● **Problem statement**
Look at the entries below and restate word for word the lines from the first through the one that has "pub const UTF8_BOM: [u8;".

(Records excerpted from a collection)
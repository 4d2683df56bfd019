// SPDX-License-Identifier: MIT
// Copyright (c) 2026 Alfred Jean LLC

//! Line scanner over a growing record file.
//!
//! [`try_read_line`] yields one complete, terminated line at a time together
//! with the byte offset of the line that follows it. A trailing line the
//! writer has not finished yet is never returned; the next call picks it up
//! once its terminator lands on disk.

use serde::{Deserialize, Serialize};
use std::fmt;
use std::io::{BufRead, BufReader, Read, Seek, SeekFrom};
use std::str::FromStr;

use crate::error::{Error, Result};

/// UTF-8 byte-order mark, only ever honored at offset 0.
pub const UTF8_BOM: [u8; 3] = [0xEF, 0xBB, 0xBF];

/// Line terminator written by the producer of the file.
///
/// Offsets advance by the configured terminator's byte length, so this must
/// match what the writer emits or checkpoints drift.
#[derive(Debug, Clone, Copy, PartialEq, Eq, Serialize, Deserialize)]
#[serde(rename_all = "snake_case")]
pub enum LineTerminator {
    /// `\n`
    Lf,
    /// `\r\n`
    #[serde(rename = "crlf")]
    CrLf,
}

impl LineTerminator {
    /// The terminator of the current platform.
    pub fn native() -> Self {
        if cfg!(windows) {
            LineTerminator::CrLf
        } else {
            LineTerminator::Lf
        }
    }

    /// Encoded length of the terminator in bytes.
    pub fn byte_len(&self) -> u64 {
        match self {
            LineTerminator::Lf => 1,
            LineTerminator::CrLf => 2,
        }
    }

    pub fn as_str(&self) -> &'static str {
        match self {
            LineTerminator::Lf => "lf",
            LineTerminator::CrLf => "crlf",
        }
    }
}

impl Default for LineTerminator {
    fn default() -> Self {
        Self::native()
    }
}

impl fmt::Display for LineTerminator {
    fn fmt(&self, f: &mut fmt::Formatter<'_>) -> fmt::Result {
        write!(f, "{}", self.as_str())
    }
}

impl FromStr for LineTerminator {
    type Err = Error;

    fn from_str(s: &str) -> Result<Self> {
        match s.to_lowercase().as_str() {
            "lf" => Ok(LineTerminator::Lf),
            "crlf" => Ok(LineTerminator::CrLf),
            _ => Err(Error::InvalidLineTerminator(s.to_string())),
        }
    }
}

/// A complete line and the offset of the byte right after its terminator.
#[derive(Debug, Clone, PartialEq, Eq)]
pub struct ScannedLine {
    pub line: String,
    pub next_offset: u64,
}

/// Reads the next complete line starting at `offset`.
///
/// `offset` must be 0 or a value previously returned in
/// [`ScannedLine::next_offset`] for the same file. Returns `Ok(None)` when
/// no complete line is available yet: the file ends at or before `offset`,
/// or the remaining bytes lack a terminator.
///
/// A trailing `\r` is stripped from the returned text in both modes.
///
/// The returned offset is computed from encoded byte lengths: the raw bytes
/// of the line content, plus [`LineTerminator::byte_len`], plus the BOM
/// width when a BOM was skipped at offset 0. Under [`LineTerminator::Lf`] a
/// stripped `\r` is counted as well, so the offset always lands on the byte
/// after the `\n`. Invalid UTF-8 is replaced
/// lossily in the returned text without affecting the offset.
///
/// The stream is left open; its position afterwards is unspecified.
pub fn try_read_line<R: Read + Seek>(
    stream: &mut R,
    offset: u64,
    terminator: LineTerminator,
) -> Result<Option<ScannedLine>> {
    let len = stream.seek(SeekFrom::End(0))?;
    if len <= offset {
        return Ok(None);
    }

    stream.seek(SeekFrom::Start(offset))?;
    let mut buf = Vec::new();
    BufReader::new(&mut *stream).read_until(b'\n', &mut buf)?;

    // Partial tail line: the writer may still be appending to it.
    if buf.pop() != Some(b'\n') {
        return Ok(None);
    }
    // A `\r` before the `\n` is never content, whatever the configured
    // terminator. Under `Lf` it still occupies a byte on disk.
    let carriage_return = buf.last() == Some(&b'\r');
    if carriage_return {
        buf.pop();
    }
    let terminator_len = match terminator {
        LineTerminator::Lf => terminator.byte_len() + u64::from(carriage_return),
        LineTerminator::CrLf => terminator.byte_len(),
    };

    let mut content: &[u8] = &buf;
    let mut skipped = 0;
    if offset == 0 {
        if let Some(rest) = content.strip_prefix(&UTF8_BOM) {
            content = rest;
            skipped = UTF8_BOM.len() as u64;
        }
    }

    let next_offset = offset + skipped + content.len() as u64 + terminator_len;
    let line = match std::str::from_utf8(content) {
        Ok(text) => text.to_string(),
        Err(_) => String::from_utf8_lossy(content).into_owned(),
    };

    Ok(Some(ScannedLine { line, next_offset }))
}

#[cfg(test)]
#[path = "scanner_tests.rs"]
mod tests;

● **Result of this task**
repository 4d2683df56bfd019
// SPDX-License-Identifier: MIT
// Copyright (c) 2026 Alfred Jean LLC

//! Line scanner over a growing record file.
//!
//! [`try_read_line`] yields one complete, terminated line at a time together
//! with the byte offset of the line that follows it. A trailing line the
//! writer has not finished yet is never returned; the next call picks it up
//! once its terminator lands on disk.

use serde::{Deserialize, Serialize};
use std::fmt;
use std::io::{BufRead, BufReader, Read, Seek, SeekFrom};
use std::str::FromStr;

use crate::error::{Error, Result};

/// UTF-8 byte-order mark, only ever honored at offset 0.
pub const UTF8_BOM: [u8; 3] = [0xEF, 0xBB, 0xBF];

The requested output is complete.